**Aim of the exercise**
What lines below contain the string "guard"? List them all.

**Material provided**
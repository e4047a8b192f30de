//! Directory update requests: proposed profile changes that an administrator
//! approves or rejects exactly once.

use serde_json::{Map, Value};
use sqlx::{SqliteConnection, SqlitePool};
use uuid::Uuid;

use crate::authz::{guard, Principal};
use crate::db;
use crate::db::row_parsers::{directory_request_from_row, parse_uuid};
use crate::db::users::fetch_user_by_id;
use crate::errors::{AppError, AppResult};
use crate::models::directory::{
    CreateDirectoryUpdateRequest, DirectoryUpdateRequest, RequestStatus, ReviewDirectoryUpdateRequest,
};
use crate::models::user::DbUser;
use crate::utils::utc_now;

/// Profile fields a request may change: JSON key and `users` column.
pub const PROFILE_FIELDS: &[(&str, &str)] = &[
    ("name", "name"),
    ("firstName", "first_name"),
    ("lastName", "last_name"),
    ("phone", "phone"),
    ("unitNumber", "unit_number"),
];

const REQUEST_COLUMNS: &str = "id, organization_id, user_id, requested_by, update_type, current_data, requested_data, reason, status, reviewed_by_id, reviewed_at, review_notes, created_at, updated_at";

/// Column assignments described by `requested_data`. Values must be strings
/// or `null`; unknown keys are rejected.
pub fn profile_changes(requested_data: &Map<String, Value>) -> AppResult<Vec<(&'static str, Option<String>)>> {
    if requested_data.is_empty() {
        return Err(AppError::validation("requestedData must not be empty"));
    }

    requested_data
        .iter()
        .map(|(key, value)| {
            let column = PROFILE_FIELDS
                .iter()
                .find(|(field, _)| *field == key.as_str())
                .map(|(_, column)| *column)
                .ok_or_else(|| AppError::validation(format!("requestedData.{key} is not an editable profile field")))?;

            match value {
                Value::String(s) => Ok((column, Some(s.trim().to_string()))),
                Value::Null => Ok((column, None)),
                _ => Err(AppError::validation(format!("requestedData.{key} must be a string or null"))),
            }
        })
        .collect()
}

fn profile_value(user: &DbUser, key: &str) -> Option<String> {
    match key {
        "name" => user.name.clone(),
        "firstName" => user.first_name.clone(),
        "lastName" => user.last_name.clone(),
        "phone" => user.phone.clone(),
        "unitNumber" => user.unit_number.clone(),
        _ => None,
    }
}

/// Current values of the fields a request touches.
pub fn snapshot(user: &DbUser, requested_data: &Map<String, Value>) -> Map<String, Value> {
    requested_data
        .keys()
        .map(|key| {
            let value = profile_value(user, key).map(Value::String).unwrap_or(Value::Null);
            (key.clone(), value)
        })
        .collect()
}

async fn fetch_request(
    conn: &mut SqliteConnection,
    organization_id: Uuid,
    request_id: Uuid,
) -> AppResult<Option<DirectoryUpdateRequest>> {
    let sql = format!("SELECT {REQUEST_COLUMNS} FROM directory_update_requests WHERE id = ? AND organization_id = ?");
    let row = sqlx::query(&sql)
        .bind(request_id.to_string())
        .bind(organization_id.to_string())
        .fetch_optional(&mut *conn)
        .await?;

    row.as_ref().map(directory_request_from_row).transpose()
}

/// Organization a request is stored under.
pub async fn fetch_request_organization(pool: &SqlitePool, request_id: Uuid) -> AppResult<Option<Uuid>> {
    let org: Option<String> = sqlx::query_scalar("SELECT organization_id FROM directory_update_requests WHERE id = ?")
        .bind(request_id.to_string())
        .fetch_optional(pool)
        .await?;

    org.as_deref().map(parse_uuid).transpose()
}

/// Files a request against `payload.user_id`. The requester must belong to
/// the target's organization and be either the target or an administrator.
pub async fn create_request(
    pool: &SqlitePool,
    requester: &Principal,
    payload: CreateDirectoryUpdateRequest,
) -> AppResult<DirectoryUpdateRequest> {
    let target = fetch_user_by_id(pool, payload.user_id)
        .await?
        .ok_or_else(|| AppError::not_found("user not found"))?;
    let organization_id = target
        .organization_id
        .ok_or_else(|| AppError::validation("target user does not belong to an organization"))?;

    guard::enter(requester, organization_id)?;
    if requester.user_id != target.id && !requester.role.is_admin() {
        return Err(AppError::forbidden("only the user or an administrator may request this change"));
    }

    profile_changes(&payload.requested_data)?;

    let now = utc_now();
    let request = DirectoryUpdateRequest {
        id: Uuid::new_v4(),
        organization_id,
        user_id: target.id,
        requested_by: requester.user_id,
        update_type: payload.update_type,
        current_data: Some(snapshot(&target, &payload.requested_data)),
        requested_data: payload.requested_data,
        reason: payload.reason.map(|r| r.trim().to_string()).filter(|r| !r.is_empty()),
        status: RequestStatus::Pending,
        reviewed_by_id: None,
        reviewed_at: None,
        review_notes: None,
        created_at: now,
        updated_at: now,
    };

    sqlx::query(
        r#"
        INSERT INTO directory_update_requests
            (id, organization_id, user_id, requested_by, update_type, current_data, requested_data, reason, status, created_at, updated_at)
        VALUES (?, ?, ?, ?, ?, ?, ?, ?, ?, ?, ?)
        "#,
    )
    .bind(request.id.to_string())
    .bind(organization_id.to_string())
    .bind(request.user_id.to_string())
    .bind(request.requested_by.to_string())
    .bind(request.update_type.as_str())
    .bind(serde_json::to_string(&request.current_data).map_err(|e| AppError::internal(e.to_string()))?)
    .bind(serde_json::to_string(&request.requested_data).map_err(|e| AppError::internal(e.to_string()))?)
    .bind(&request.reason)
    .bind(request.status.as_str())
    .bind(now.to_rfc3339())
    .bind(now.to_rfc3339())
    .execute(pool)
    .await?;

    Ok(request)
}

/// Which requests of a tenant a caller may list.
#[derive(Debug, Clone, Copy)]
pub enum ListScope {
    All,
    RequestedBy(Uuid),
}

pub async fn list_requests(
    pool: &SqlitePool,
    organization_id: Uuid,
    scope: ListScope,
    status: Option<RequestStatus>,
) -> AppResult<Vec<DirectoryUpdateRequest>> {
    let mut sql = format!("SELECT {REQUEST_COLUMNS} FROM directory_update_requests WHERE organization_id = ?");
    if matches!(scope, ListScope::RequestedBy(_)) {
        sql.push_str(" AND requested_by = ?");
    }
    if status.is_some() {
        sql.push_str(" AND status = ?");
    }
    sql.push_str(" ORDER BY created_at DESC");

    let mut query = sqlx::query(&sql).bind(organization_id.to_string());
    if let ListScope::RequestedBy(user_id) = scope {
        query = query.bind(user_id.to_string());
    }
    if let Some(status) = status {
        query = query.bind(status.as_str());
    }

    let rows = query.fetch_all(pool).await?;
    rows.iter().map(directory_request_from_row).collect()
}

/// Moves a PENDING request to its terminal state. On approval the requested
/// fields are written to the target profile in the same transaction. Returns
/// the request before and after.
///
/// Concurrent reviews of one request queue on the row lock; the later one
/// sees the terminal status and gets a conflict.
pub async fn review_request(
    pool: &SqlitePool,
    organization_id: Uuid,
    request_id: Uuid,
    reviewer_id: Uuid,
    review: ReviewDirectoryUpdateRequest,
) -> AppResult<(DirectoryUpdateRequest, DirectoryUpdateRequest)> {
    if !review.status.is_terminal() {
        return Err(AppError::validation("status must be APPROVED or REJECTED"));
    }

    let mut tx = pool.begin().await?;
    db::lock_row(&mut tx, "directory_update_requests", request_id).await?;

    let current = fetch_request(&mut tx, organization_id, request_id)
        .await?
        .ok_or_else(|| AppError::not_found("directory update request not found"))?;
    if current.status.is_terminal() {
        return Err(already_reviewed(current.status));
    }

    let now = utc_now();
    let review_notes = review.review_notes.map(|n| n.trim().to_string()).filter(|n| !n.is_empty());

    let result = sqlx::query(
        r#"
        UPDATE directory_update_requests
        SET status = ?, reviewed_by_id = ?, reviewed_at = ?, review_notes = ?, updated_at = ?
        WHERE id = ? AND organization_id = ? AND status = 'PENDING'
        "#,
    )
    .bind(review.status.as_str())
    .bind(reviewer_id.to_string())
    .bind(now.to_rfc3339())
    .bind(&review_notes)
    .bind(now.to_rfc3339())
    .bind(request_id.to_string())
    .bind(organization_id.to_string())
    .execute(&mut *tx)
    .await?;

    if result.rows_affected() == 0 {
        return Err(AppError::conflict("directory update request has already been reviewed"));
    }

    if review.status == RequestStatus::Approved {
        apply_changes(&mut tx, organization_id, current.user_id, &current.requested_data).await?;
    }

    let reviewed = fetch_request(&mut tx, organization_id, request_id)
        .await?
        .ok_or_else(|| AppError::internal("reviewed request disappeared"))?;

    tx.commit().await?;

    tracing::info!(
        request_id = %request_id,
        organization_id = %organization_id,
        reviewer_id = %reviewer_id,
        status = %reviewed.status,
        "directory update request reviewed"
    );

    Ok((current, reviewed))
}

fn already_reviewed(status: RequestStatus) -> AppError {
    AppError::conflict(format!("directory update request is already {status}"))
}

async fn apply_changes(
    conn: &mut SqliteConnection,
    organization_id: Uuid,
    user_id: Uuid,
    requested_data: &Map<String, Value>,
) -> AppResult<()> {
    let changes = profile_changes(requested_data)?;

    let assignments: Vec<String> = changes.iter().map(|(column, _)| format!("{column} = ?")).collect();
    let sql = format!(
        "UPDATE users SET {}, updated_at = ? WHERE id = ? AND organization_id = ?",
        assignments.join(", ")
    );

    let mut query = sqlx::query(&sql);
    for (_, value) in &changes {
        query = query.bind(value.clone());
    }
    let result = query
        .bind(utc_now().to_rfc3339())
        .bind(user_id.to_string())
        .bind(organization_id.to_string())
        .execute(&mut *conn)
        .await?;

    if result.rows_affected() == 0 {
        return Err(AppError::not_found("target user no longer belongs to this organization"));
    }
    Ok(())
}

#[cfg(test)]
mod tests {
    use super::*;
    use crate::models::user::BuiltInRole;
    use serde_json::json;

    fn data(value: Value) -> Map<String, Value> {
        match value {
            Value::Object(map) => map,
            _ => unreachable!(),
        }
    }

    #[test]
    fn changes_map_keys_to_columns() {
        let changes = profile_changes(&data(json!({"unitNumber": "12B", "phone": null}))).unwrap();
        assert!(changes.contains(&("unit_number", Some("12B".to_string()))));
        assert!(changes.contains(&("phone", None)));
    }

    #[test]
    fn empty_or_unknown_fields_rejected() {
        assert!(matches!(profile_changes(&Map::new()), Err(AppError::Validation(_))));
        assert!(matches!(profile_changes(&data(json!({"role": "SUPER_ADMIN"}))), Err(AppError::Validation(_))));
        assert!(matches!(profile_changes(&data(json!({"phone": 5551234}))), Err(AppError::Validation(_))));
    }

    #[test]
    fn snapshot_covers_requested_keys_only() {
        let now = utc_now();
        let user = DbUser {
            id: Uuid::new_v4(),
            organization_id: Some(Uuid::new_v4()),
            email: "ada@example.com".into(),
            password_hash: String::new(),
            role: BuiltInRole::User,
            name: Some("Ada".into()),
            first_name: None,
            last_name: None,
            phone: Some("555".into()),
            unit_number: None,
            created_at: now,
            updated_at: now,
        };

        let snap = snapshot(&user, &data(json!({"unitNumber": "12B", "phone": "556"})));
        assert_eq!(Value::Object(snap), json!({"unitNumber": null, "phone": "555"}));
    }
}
==
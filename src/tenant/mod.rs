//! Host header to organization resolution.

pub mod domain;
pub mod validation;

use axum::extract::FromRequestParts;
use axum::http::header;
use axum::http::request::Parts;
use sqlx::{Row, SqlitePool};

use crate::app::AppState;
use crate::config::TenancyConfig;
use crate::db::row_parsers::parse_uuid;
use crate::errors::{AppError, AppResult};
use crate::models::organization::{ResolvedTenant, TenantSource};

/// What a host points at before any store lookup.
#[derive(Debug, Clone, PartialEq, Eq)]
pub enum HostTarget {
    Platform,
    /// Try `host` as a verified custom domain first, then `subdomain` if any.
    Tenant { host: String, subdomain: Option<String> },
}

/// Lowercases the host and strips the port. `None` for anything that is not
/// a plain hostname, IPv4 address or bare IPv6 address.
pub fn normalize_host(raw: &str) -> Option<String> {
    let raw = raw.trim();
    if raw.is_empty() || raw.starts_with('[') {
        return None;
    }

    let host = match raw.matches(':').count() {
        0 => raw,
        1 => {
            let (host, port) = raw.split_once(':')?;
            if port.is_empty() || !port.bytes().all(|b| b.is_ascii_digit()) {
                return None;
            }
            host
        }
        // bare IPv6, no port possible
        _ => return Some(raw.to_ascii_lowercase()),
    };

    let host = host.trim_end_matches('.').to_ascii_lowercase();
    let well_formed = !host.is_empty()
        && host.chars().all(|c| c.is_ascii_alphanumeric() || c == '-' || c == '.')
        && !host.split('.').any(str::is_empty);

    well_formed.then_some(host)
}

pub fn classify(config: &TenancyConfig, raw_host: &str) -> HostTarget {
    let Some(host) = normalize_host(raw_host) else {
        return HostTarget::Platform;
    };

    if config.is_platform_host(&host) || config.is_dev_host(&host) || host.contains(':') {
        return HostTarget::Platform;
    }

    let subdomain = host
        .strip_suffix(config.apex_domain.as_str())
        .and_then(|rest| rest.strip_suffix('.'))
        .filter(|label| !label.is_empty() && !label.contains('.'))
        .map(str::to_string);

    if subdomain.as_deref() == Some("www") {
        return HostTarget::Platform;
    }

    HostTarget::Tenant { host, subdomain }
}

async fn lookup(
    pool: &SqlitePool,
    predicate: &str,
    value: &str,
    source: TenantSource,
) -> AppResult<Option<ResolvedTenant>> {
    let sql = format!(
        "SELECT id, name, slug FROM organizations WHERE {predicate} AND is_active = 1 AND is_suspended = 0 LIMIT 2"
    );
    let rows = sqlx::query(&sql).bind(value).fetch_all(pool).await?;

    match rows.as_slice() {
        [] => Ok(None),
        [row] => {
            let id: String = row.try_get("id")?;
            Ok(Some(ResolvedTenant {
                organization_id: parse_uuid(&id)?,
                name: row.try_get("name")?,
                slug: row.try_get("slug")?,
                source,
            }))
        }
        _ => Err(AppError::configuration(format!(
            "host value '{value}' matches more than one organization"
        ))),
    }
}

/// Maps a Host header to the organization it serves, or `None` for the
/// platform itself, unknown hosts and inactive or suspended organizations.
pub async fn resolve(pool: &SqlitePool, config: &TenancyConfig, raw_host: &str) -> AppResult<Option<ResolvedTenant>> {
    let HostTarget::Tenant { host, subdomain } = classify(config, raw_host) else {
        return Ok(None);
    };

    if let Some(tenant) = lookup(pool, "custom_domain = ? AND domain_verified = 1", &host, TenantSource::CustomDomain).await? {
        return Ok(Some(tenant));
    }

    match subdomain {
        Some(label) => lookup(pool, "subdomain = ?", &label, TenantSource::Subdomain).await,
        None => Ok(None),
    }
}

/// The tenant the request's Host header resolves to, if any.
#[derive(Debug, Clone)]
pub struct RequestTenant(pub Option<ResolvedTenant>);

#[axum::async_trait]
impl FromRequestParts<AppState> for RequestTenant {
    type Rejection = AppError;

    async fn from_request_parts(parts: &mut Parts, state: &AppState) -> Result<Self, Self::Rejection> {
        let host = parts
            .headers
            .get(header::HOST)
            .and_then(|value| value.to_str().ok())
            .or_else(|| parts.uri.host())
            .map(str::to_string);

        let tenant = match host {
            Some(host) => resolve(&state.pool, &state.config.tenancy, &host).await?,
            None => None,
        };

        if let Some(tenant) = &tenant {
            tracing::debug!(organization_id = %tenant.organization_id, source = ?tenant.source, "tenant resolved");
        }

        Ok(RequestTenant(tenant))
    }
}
...
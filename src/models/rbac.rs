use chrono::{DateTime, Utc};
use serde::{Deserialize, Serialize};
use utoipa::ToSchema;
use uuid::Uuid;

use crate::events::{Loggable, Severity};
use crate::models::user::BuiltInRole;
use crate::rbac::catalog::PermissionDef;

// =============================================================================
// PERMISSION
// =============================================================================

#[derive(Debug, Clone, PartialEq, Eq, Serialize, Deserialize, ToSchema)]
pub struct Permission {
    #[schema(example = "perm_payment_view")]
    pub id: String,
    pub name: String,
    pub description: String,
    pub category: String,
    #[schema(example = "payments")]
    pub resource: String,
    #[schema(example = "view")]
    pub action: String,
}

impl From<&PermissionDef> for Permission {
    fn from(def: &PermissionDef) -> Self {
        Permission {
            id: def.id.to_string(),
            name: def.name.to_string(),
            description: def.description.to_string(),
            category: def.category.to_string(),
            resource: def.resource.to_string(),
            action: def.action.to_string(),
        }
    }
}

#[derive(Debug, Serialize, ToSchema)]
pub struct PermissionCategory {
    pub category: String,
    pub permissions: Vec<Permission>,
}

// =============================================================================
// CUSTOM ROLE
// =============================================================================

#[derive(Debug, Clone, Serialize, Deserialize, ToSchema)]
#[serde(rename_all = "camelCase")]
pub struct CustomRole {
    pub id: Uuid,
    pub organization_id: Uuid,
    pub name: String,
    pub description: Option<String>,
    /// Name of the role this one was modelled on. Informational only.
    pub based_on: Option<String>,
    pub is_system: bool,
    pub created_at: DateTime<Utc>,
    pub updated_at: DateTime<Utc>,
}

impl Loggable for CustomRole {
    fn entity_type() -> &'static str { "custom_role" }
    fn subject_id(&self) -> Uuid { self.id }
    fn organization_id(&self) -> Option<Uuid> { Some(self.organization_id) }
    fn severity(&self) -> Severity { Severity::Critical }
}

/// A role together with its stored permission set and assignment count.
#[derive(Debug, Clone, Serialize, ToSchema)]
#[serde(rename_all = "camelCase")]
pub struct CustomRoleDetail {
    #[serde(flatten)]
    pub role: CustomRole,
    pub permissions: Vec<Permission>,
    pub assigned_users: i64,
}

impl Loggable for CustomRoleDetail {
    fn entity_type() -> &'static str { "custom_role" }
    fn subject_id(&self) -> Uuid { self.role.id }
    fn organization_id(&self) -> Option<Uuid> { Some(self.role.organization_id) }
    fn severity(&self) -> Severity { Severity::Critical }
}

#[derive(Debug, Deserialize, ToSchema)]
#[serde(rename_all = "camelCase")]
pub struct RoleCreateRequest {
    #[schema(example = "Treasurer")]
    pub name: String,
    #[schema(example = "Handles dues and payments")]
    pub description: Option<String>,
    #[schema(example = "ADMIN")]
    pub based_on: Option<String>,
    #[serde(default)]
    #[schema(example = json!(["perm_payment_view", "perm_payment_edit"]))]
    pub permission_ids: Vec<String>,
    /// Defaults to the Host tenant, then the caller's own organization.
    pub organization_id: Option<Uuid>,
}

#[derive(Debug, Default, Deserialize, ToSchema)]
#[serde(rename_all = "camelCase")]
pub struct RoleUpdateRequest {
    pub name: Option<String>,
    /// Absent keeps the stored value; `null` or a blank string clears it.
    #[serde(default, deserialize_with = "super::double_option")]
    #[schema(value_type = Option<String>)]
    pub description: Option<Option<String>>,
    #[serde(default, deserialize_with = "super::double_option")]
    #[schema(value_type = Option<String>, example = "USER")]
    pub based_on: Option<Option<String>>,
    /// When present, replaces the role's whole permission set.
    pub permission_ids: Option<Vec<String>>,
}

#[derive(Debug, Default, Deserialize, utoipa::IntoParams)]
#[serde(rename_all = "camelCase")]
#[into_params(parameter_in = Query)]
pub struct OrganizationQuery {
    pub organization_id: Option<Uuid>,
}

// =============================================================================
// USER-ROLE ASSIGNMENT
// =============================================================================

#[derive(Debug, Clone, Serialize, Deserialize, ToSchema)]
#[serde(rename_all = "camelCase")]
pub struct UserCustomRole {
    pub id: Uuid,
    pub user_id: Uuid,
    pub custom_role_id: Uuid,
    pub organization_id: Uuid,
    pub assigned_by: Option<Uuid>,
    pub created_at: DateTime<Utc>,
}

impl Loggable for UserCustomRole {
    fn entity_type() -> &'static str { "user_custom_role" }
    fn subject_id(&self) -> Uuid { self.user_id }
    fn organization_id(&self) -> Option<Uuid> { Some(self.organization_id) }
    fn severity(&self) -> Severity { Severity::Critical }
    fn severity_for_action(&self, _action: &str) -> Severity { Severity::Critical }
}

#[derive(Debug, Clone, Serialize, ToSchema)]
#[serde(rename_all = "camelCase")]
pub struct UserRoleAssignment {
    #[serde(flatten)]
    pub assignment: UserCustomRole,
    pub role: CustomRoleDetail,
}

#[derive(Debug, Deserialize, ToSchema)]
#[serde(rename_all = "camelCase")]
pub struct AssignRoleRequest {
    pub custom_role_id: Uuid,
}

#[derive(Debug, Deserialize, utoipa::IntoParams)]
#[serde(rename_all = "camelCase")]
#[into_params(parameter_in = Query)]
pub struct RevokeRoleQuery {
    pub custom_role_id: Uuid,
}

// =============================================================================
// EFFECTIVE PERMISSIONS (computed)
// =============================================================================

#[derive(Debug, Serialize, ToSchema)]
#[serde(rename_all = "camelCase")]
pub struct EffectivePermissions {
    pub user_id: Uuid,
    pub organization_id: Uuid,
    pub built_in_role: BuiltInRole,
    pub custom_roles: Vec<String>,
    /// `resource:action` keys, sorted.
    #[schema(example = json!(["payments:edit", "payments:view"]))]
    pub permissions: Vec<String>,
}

**Result of the exercise**
use crate::authz::{guard, Principal};
    guard::enter(requester, organization_id)?;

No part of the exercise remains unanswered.